All my measurements are approximate, I’m an improvisational cook:

Chestnut Dressing

2 lbs chestnuts
1 lb ground pork
3 cups chopped celery
1 onion
2 medium granny smith apples
1 bunch sage
3 tsp salt (to taste)
2 tsp paprika (to taste)
2 whole cloves garlic
1/2-1 cup chicken stock
2 Tbsp fat (duck, chicken or pork fat or ghee)

Prep the Chestnuts
This is my favorite video on how to prep chestnuts because it shows good slicing technique:

Chestnuts in food processor before adding stock

Chestnuts in food processor before adding stock

I did mine a bit differently:

  1. Fill an 8 quart or larger pot about 3/4 of the way with water, and bring it to a boil.
  2. Turn off the heat, dump the chestnuts in, and cover. Let sit for about 2 hours.
  3. With a serrated knife, slice one line all the way across each chestnuts rounded side, and place on a baking sheet.
  4. Bake at 425 degrees for about 15 minutes.
  5. Remove from oven, place all the chestnuts in a bowl so they will stay warm, and shell them.
  6. Process chestnuts in the food processor until they are evenly processed into 1/8 inch or less pieces
  7. Chestnuts in food processor after adding stock

    Chestnuts in food processor after adding stock

    Pour in 1/4 to 3/4 cup of chicken or other stock and a teaspoon or so of salt and continue processing. The chestnuts will turn almost pasty and start to ball up.

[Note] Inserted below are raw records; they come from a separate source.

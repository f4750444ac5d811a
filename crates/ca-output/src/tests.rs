//! Integration tests for ca-output.

#[cfg(test)]
mod summary_tests {
    use ca_core::SimConfig;
    use ca_grid::PopulationCounts;
    use ca_sim::SimReport;

    use crate::{render_summary, write_summary};

    fn report() -> SimReport {
        let config = SimConfig::new(200, 10, 3, 1);
        let counts = PopulationCounts {
            susceptible: 202_000,
            infected:    120,
            detected:    80,
            immune:      290,
            dead:        10,
        };
        SimReport::new(&config, 57, counts, false)
    }

    #[test]
    fn every_line_is_48_columns() {
        let text = render_summary(&report());
        let lines: Vec<&str> = text.lines().filter(|l| !l.is_empty()).collect();
        assert_eq!(lines.len(), 13);
        for line in lines {
            assert_eq!(line.len(), 48, "bad width: {line:?}");
        }
    }

    #[test]
    fn values_are_right_aligned() {
        let text = render_summary(&report());
        assert!(text.contains("| Start Infected Cells:                     10 |"));
        assert!(text.contains("| Current Day:                              57 |"));
        assert!(text.contains("| Max Day:                                 200 |"));
        assert!(text.contains("| Susceptible Population:               202000 |"));
        assert!(text.contains("| Deceased Population:                      10 |"));
        assert!(text.contains("|                Simulation Data               |"));
    }

    #[test]
    fn framed_by_borders_and_blank_lines() {
        let text = render_summary(&report());
        assert!(text.starts_with("\n+---"));
        assert!(text.ends_with("---+\n\n"));
    }

    #[test]
    fn write_summary_matches_render() {
        let mut buf: Vec<u8> = Vec::new();
        write_summary(&mut buf, &report()).unwrap();
        assert_eq!(String::from_utf8(buf).unwrap(), render_summary(&report()));
    }
}

#[cfg(test)]
mod counter_tests {
    use std::fs;

    use tempfile::TempDir;

    use ca_core::Status;
    use ca_grid::PopulationCounts;

    use crate::{CounterLog, OutputError};

    fn tmp() -> TempDir {
        tempfile::tempdir().expect("create temp dir")
    }

    #[test]
    fn appends_one_value_per_line() {
        let dir = tmp();
        let log = CounterLog::new(dir.path().join("dead.txt"));
        log.append(3).unwrap();
        log.append(17).unwrap();
        assert_eq!(fs::read_to_string(log.path()).unwrap(), "3\n17\n");
    }

    #[test]
    fn existing_content_is_kept() {
        let dir = tmp();
        let path = dir.path().join("series.txt");
        fs::write(&path, "1\n").unwrap();
        CounterLog::new(&path).append(2).unwrap();
        assert_eq!(fs::read_to_string(&path).unwrap(), "1\n2\n");
    }

    #[test]
    fn selects_counter_by_status() {
        let dir = tmp();
        let log = CounterLog::new(dir.path().join("immune.txt"));
        let counts = PopulationCounts { immune: 42, dead: 7, ..PopulationCounts::default() };
        log.append_status(&counts, Status::Immune).unwrap();
        log.append_status(&counts, Status::Dead).unwrap();
        assert_eq!(fs::read_to_string(log.path()).unwrap(), "42\n7\n");
    }

    #[test]
    fn missing_directory_is_reported() {
        let dir = tmp();
        let log = CounterLog::new(dir.path().join("no/such/dir/out.txt"));
        assert!(matches!(log.append(1), Err(OutputError::File { .. })));
    }
}

#[cfg(test)]
mod observer_tests {
    use std::fs;

    use ca_core::{Coord, SimConfig, Status};
    use ca_sim::SimBuilder;

    use crate::{CounterLog, CounterLogObserver};

    fn small_sim(max_days: u32) -> ca_sim::Sim {
        let mut config = SimConfig::new(max_days, 0, 3, 5);
        config.grid_size = 5;
        config.travel_radius = 0;
        config.params.transmission_rate = 100.0;
        let mut sim = SimBuilder::new(config).build().unwrap();
        sim.seed_at(Coord::new(2, 2)).unwrap();
        sim
    }

    #[test]
    fn one_value_per_day_in_memory() {
        let mut sim = small_sim(3);
        let mut obs = CounterLogObserver::new(Vec::new(), Status::Susceptible);
        sim.run(&mut obs).unwrap();
        assert!(obs.take_error().is_none());
        assert_eq!(obs.into_writer(), vec![16, 16, 0]);
    }

    #[test]
    fn integration_file() {
        let dir = tempfile::tempdir().unwrap();
        let path = dir.path().join("infected.txt");
        let mut sim = small_sim(2);
        let mut obs = CounterLogObserver::new(CounterLog::new(&path), Status::Infected);
        let report = sim.run(&mut obs).unwrap();
        assert!(obs.take_error().is_none());

        let text = fs::read_to_string(&path).unwrap();
        let values: Vec<u64> = text.lines().map(|l| l.parse().unwrap()).collect();
        assert_eq!(values, vec![9, 9]);
        assert_eq!(*values.last().unwrap(), report.counts.infected);
    }

    #[test]
    fn write_errors_are_stored_not_raised() {
        let dir = tempfile::tempdir().unwrap();
        let log = CounterLog::new(dir.path().join("missing/out.txt"));
        let mut sim = small_sim(2);
        let mut obs = CounterLogObserver::new(log, Status::Dead);
        sim.run(&mut obs).unwrap();
        assert!(obs.take_error().is_some());
        assert!(obs.take_error().is_none());
    }
}
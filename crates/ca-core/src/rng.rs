//! The simulation's single pseudo-random generator.
//!
//! # Determinism strategy
//!
//! Every draw in a run (seeding, transmission, progression, travel) comes from
//! one `SimRng` owned by the driver and passed down explicitly.  The draw
//! order is fixed by the sequential day loop, so the same seed and the same
//! configuration always replay the same epidemic.
//!
//! All transition probabilities are expressed as percentages and tested with
//! [`SimRng::chance`]: draw a uniform integer in `[0, 100)` and compare it
//! against the threshold.  Fractional thresholds such as 2.95 therefore act
//! on integer draws (2.95 % passes draws 0, 1 and 2).

use rand::rngs::SmallRng;
use rand::{Rng, SeedableRng};

/// Simulation-level RNG.  Not `Sync`; the simulator is single-threaded.
pub struct SimRng(SmallRng);

impl SimRng {
    pub fn new(seed: u64) -> Self {
        SimRng(SmallRng::seed_from_u64(seed))
    }

    #[inline]
    pub fn gen_range<T, R>(&mut self, range: R) -> T
    where
        T: rand::distributions::uniform::SampleUniform,
        R: rand::distributions::uniform::SampleRange<T>,
    {
        self.0.gen_range(range)
    }

    /// A uniform integer in `[0, 100)`.
    #[inline]
    pub fn percent(&mut self) -> u32 {
        self.0.gen_range(0..100)
    }

    /// Bernoulli trial against a percentage threshold.
    ///
    /// Always consumes exactly one draw, so the stream stays aligned whatever
    /// the threshold.
    #[inline]
    pub fn chance(&mut self, percent: f64) -> bool {
        (self.percent() as f64) < percent
    }
}
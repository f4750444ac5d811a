//! `Population` — the grid, its work queues and its counters as one unit.
//!
//! All status changes on a live run go through [`Population::transition`].
//! It moves the cell between queues, shifts the counters and resets the day
//! counter in one step, which keeps these invariants true after every call:
//!
//! - a cell is in the infected / detected / immune queue iff its status is
//!   Infected / Detected / Immune;
//! - the counters match the number of cells in each status and sum to the
//!   cell count.
//!
//! [`Population::verify`] re-derives both from scratch; tests call it after
//! every simulated day.

use ca_core::{CellId, Status};

use crate::{Grid, GridError, GridResult, PopulationCounts, WorkQueues};

/// Grid-owned agent state plus the queue and counter views derived from it.
pub struct Population {
    grid:   Grid,
    queues: WorkQueues,
    counts: PopulationCounts,
}

impl Population {
    /// A fully susceptible `size × size` population.
    pub fn new(size: u32) -> Self {
        let grid = Grid::new(size);
        let counts = PopulationCounts::all_susceptible(grid.count);
        Self { grid, queues: WorkQueues::new(), counts }
    }

    #[inline]
    pub fn grid(&self) -> &Grid {
        &self.grid
    }

    /// Mutable grid access for day counters and pending flags.
    ///
    /// Writing `status` through this reference bypasses the queues and the
    /// counters; use [`transition`](Self::transition) instead.
    #[inline]
    pub fn grid_mut(&mut self) -> &mut Grid {
        &mut self.grid
    }

    #[inline]
    pub fn queues(&self) -> &WorkQueues {
        &self.queues
    }

    #[inline]
    pub fn counts(&self) -> &PopulationCounts {
        &self.counts
    }

    #[inline]
    pub fn status(&self, cell: CellId) -> Status {
        self.grid.status(cell)
    }

    // ── Transitions ───────────────────────────────────────────────────────

    /// `true` if the disease state machine allows `from → to`.
    pub fn is_legal(from: Status, to: Status) -> bool {
        use Status::*;
        matches!(
            (from, to),
            (Susceptible, Infected)
                | (Infected, Detected)
                | (Infected, Immune)
                | (Infected, Dead)
                | (Detected, Immune)
                | (Detected, Dead)
                | (Immune, Susceptible)
        )
    }

    /// Move `cell` to `to`, updating queues, counters and the day counter.
    pub fn transition(&mut self, cell: CellId, to: Status) -> GridResult<()> {
        let from = self.grid.status(cell);
        if !Self::is_legal(from, to) {
            return Err(GridError::IllegalTransition { cell, from, to });
        }

        self.grid.set_status(cell, to);
        if let Some(queue) = self.queues.for_status_mut(from) {
            queue.remove(cell);
        }
        if let Some(queue) = self.queues.for_status_mut(to) {
            queue.push(cell);
        }
        self.counts.shift(from, to);

        if matches!(to, Status::Susceptible | Status::Infected | Status::Immune) {
            self.grid.reset_days(cell);
        }
        if to != Status::Infected {
            self.grid.set_pending(cell, false);
        }
        Ok(())
    }

    /// Infect a susceptible cell during a day's pass.  The cell is marked as
    /// a new infection and stays inert until its next progression step.
    pub fn infect(&mut self, cell: CellId) -> GridResult<()> {
        self.transition(cell, Status::Infected)?;
        self.grid.set_pending(cell, true);
        Ok(())
    }

    /// Infect a susceptible cell before day 0.  Seeded cells start spreading
    /// on their first progression step.
    pub fn seed(&mut self, cell: CellId) -> GridResult<()> {
        self.transition(cell, Status::Infected)
    }

    // ── Consistency check ─────────────────────────────────────────────────

    /// Recompute the counters and queue membership from the grid and compare.
    pub fn verify(&self) -> GridResult<()> {
        let mut tally = PopulationCounts::default();
        for cell in self.grid.cell_ids() {
            let status = self.grid.status(cell);
            match status {
                Status::Susceptible => tally.susceptible += 1,
                Status::Infected    => tally.infected += 1,
                Status::Detected    => tally.detected += 1,
                Status::Immune      => tally.immune += 1,
                Status::Dead        => tally.dead += 1,
            }
            for queued in [Status::Infected, Status::Detected, Status::Immune] {
                let member = self.queues.for_status(queued).is_some_and(|q| q.contains(cell));
                if member != (status == queued) {
                    return Err(GridError::Inconsistent(format!(
                        "{cell} has status {status} but {queued} queue membership is {member}"
                    )));
                }
            }
        }

        if tally != self.counts {
            return Err(GridError::Inconsistent(format!(
                "counters {:?} do not match grid tally {:?}",
                self.counts, tally
            )));
        }
        if tally.total() != self.grid.count as u64 {
            return Err(GridError::Inconsistent(format!(
                "population {} does not match cell count {}",
                tally.total(),
                self.grid.count
            )));
        }
        Ok(())
    }
}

You may want to stop before they are totally pasty, the texture will probably remind you of cornbread.
  8. Refrigerate if not using immediately.

Prep the Sausage

  1. Finely chop the sage, and combine in a medium bowl with 2 pressed (or finely minced) cloves of garlic, 2 tsp of salt and 2 tsp of paprika. Add the ground pork and mix together thoroughly. Fry up a spoonful of the sausage to check the seasoning and alter your mixture to taste. You want the sausage to be a bit on the heavily seasoned side, so it won’t disappear in the stuffing.
  2. Make sure you leave chunks of sausage

    Make sure you leave chunks of sausage

    Cook the sausage in a cast iron pan, making sure to leave chunks that are at least 1 inch in diameter. Do not overcook.
  3. Refrigerate if not using immediately.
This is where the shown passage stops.